### Problem
For the entries that follow, report how many lines include the word "FilterType" and add nothing.

### Dataset entries
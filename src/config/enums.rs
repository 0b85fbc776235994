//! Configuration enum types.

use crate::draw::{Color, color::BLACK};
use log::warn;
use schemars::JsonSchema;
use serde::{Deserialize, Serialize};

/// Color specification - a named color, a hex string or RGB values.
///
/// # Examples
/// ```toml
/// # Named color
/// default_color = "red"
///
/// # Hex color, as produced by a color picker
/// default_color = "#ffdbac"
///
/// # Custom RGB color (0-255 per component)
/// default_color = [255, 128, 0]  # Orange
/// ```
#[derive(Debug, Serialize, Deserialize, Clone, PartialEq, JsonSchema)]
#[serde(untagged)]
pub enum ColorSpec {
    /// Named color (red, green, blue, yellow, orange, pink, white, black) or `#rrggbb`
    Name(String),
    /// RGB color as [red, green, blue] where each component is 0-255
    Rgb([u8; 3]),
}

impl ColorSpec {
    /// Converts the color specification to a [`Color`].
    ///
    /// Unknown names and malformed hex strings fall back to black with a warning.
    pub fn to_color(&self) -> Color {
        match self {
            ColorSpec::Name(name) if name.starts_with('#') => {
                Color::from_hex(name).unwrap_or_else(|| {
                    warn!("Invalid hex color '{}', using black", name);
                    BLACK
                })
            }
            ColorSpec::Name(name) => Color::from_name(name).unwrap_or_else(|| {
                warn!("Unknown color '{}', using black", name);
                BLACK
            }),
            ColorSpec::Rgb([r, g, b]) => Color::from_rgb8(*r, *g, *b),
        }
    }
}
--
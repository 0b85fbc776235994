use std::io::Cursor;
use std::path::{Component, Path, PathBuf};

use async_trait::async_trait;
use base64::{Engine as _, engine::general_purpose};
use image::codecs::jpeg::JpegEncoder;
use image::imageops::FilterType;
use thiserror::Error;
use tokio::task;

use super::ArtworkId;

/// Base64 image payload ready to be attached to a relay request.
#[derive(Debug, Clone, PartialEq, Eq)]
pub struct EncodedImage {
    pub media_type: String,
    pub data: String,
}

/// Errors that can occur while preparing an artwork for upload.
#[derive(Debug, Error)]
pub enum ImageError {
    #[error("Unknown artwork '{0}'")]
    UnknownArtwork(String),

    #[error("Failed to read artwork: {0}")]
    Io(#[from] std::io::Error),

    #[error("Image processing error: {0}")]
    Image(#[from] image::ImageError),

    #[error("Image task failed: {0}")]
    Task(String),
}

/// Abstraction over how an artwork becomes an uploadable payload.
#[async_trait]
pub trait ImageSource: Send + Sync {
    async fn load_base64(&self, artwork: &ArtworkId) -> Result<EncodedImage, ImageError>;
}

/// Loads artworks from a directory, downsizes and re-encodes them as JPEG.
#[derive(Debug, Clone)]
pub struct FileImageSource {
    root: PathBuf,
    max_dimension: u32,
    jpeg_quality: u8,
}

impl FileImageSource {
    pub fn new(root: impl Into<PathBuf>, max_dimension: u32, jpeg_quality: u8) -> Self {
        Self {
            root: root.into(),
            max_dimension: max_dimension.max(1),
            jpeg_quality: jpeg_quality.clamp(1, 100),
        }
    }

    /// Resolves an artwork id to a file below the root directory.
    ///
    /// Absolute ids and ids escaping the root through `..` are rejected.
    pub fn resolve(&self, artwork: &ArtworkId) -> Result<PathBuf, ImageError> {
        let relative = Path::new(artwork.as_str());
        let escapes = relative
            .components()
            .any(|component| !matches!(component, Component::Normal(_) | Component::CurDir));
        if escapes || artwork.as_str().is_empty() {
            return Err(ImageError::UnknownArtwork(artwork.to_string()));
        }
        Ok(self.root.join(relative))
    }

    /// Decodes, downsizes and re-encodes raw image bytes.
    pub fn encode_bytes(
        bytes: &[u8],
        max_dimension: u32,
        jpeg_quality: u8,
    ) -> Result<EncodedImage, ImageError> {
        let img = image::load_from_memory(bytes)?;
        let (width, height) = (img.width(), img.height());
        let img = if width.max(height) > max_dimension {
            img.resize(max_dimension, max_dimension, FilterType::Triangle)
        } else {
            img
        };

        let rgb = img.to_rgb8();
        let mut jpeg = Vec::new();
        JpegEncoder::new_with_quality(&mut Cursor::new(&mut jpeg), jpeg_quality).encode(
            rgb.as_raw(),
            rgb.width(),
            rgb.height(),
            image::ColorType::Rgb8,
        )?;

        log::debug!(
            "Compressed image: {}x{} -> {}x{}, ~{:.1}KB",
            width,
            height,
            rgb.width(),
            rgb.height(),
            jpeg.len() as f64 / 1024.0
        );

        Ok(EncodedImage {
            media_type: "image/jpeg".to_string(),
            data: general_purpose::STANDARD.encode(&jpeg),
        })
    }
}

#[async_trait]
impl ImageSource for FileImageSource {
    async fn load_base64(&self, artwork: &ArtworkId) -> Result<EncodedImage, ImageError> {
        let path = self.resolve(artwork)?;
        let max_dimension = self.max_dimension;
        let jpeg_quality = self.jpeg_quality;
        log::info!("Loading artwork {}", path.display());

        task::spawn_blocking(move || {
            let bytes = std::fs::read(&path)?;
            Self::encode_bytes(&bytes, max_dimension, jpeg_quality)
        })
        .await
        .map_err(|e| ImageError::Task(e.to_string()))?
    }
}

### Reply
2